A global view of the biology of the cold-adapted archaeon Methanococcoides burtonii was achieved using proteomics. Proteins specific to growth at 4°C versus Topt (23°C) were identified by mass spectrometry using the draft genome sequence of M. burtonii. mRNA levels were determined for all genes identified by proteomics, and specific enzyme assays confirmed the protein expression results. Key aspects of cold adaptation related to transcription, protein folding and metabolism, including specific roles for RNA polymerase subunit E, a response regulator and peptidyl prolyl cis/trans isomerase.

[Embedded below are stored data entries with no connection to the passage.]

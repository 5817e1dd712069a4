//! # API Configuration Module
//!
//! Loads the server configuration from environment variables, with defaults
//! where a value is optional.
//!
//! ## Environment Variables
//!
//! - `API_HOST`: host address to bind to (default: "0.0.0.0")
//! - `API_PORT` or `PORT`: port to listen on (default: 8080)
//! - `DATABASE_URL`: PostgreSQL connection string (required)
//! - `LOG_LEVEL`: logging level (default: "info")
//! - `API_CORS_ORIGINS`: comma-separated list of allowed CORS origins
//! - `API_REQUEST_TIMEOUT_SECONDS`: server-side request timeout (default: 30)
//! - `BUSINESS_TIMEZONE`: IANA zone slots are laid out in (default: "Europe/Amsterdam")
//! - `BUSINESS_OPEN` / `BUSINESS_CLOSE`: first and last slot start, `HH:MM` (default: 09:00 / 20:00)
//! - `BUSINESS_DAYS`: comma-separated weekdays (default: every day)
//! - `BOOKING_HORIZON`: `days:<n>` or `month:<m>` (default: "days:30")
//! - `SEND_CONFIRMATION_EMAIL`: `yes`/`true` to email confirmations
//! - `CREATE_ZOOM_MEETING`: `yes`/`true` to provision a meeting per booking

use std::env;

use coachcal_core::schedule::{
    parse_timezone, parse_wall_clock, parse_weekdays, Horizon, SlotSchedule, ALL_WEEKDAYS,
};
use eyre::{Result, WrapErr};
use tracing::Level;

/// Configuration for the coachcal API server
///
/// # Example
///
/// ```no_run
/// use eyre::Result;
/// use coachcal_api::config::ApiConfig;
///
/// fn example() -> Result<()> {
///     let config = ApiConfig::from_env()?;
///     println!("Starting server on {}", config.server_addr());
///     Ok(())
/// }
/// ```
#[derive(Debug, Clone)]
pub struct ApiConfig {
    /// Host address for the API server (e.g., "127.0.0.1", "0.0.0.0")
    pub host: String,

    /// Port for the API server to listen on
    pub port: u16,

    /// PostgreSQL database connection string
    pub database_url: String,

    /// Log level for the application
    pub log_level: Level,

    /// CORS allowed origins (optional)
    pub cors_origins: Option<Vec<String>>,

    /// Request timeout in seconds
    pub request_timeout: u64,

    /// Rule candidate slots are generated from
    pub schedule: SlotSchedule,

    /// Whether a confirmation email goes out for every booking
    pub send_confirmation_email: bool,

    /// Whether a video meeting is provisioned for every booking
    pub create_meeting: bool,
}

impl ApiConfig {
    /// Creates a new ApiConfig from environment variables
    ///
    /// # Errors
    ///
    /// This function will return an error if:
    /// - The DATABASE_URL environment variable is not set
    /// - The port value cannot be parsed as a u16
    /// - Any of the business schedule variables is malformed or inconsistent
    pub fn from_env() -> Result<Self> {
        Self::from_vars(|key| env::var(key).ok())
    }

    /// Builds the configuration from an arbitrary variable lookup.
    pub fn from_vars<F>(var: F) -> Result<Self>
    where
        F: Fn(&str) -> Option<String>,
    {
        // Network settings
        let host = var("API_HOST").unwrap_or_else(|| "0.0.0.0".to_string());
        let port = var("API_PORT")
            .or_else(|| var("PORT"))
            .unwrap_or_else(|| "8080".to_string())
            .parse()
            .wrap_err("Invalid API_PORT value")?;

        // Database settings
        let database_url = var("DATABASE_URL")
            .ok_or_else(|| eyre::eyre!("DATABASE_URL environment variable must be set"))?;

        // Logging settings
        let log_level = parse_log_level(&var("LOG_LEVEL").unwrap_or_else(|| "info".to_string()));

        // CORS settings
        let cors_origins = var("API_CORS_ORIGINS").map(|origins| {
            origins
                .split(',')
                .map(|s| s.trim().to_string())
                .filter(|s| !s.is_empty())
                .collect()
        });

        // Performance settings
        let request_timeout = var("API_REQUEST_TIMEOUT_SECONDS")
            .and_then(|raw| raw.parse().ok())
            .unwrap_or(30);

        let schedule = schedule_from_vars(&var)?;

        Ok(Self {
            host,
            port,
            database_url,
            log_level,
            cors_origins,
            request_timeout,
            schedule,
            send_confirmation_email: is_enabled(var("SEND_CONFIRMATION_EMAIL")),
            create_meeting: is_enabled(var("CREATE_ZOOM_MEETING")),
        })
    }

    /// Returns the server address as a string
    pub fn server_addr(&self) -> String {
        format!("{}:{}", self.host, self.port)
    }

    /// One line per setting, safe to log.
    pub fn summary(&self) -> Vec<String> {
        let days: Vec<String> = ALL_WEEKDAYS
            .iter()
            .filter(|day| self.schedule.is_business_day(**day))
            .map(|day| day.to_string())
            .collect();

        vec![
            format!("listen address: {}", self.server_addr()),
            format!("database: {}", mask_password(&self.database_url)),
            format!("log level: {}", self.log_level),
            format!(
                "cors origins: {}",
                self.cors_origins
                    .as_ref()
                    .map(|origins| origins.join(","))
                    .unwrap_or_else(|| "none".to_string())
            ),
            format!("request timeout: {}s", self.request_timeout),
            format!("business timezone: {}", self.schedule.timezone()),
            format!(
                "opening hours: {}-{}",
                self.schedule.opens().format("%H:%M"),
                self.schedule.closes().format("%H:%M")
            ),
            format!("business days: {}", days.join(",")),
            format!("booking horizon: {:?}", self.schedule.horizon()),
            format!("confirmation email: {}", on_off(self.send_confirmation_email)),
            format!("meeting provisioning: {}", on_off(self.create_meeting)),
        ]
    }
}

fn schedule_from_vars<F>(var: &F) -> Result<SlotSchedule>
where
    F: Fn(&str) -> Option<String>,
{
    let defaults = SlotSchedule::default();

    let timezone = match var("BUSINESS_TIMEZONE") {
        Some(raw) => parse_timezone(&raw).wrap_err("Invalid BUSINESS_TIMEZONE value")?,
        None => *defaults.timezone(),
    };
    let opens = match var("BUSINESS_OPEN") {
        Some(raw) => parse_wall_clock(&raw).wrap_err("Invalid BUSINESS_OPEN value")?,
        None => defaults.opens(),
    };
    let closes = match var("BUSINESS_CLOSE") {
        Some(raw) => parse_wall_clock(&raw).wrap_err("Invalid BUSINESS_CLOSE value")?,
        None => defaults.closes(),
    };
    let days = match var("BUSINESS_DAYS") {
        Some(raw) => parse_weekdays(&raw).wrap_err("Invalid BUSINESS_DAYS value")?,
        None => ALL_WEEKDAYS.to_vec(),
    };
    let horizon = match var("BOOKING_HORIZON") {
        Some(raw) => raw
            .parse::<Horizon>()
            .wrap_err("Invalid BOOKING_HORIZON value")?,
        None => defaults.horizon(),
    };

    SlotSchedule::new(timezone, opens, closes, days, horizon)
        .wrap_err("Invalid business schedule")
}

fn parse_log_level(raw: &str) -> Level {
    match raw.to_lowercase().as_str() {
        "trace" => Level::TRACE,
        "debug" => Level::DEBUG,
        "info" => Level::INFO,
        "warn" => Level::WARN,
        "error" => Level::ERROR,
        _ => Level::INFO,
    }
}

/// Feature toggles accept `yes` or `true`, case-insensitively.
pub fn is_enabled(raw: Option<String>) -> bool {
    raw.map(|value| {
        let value = value.trim().to_lowercase();
        value == "yes" || value == "true"
    })
    .unwrap_or(false)
}

fn on_off(enabled: bool) -> &'static str {
    if enabled {
        "enabled"
    } else {
        "disabled"
    }
}

/// Replaces the password of a connection URL with `****`.
pub fn mask_password(url: &str) -> String {
    let Some((scheme, rest)) = url.split_once("://") else {
        return url.to_string();
    };
    let Some((credentials, host)) = rest.rsplit_once('@') else {
        return url.to_string();
    };
    match credentials.split_once(':') {
        Some((user, _)) => format!("{}://{}:****@{}", scheme, user, host),
        None => url.to_string(),
    }
}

Heat shock protein DnaK was expressed during growth at Topt, indicating that growth at ‘optimal’ temperatures was stressful for this cold-adapted organism. Expression of trimethylamine methyltransferase involves contiguous translation of two open reading frames, which is likely to result from incorporation of pyrrolysine at an amber stop codon. Thermal regulation in M. burtonii is achieved through complex gene expression events involving gene clusters and operons, through to protein modifications.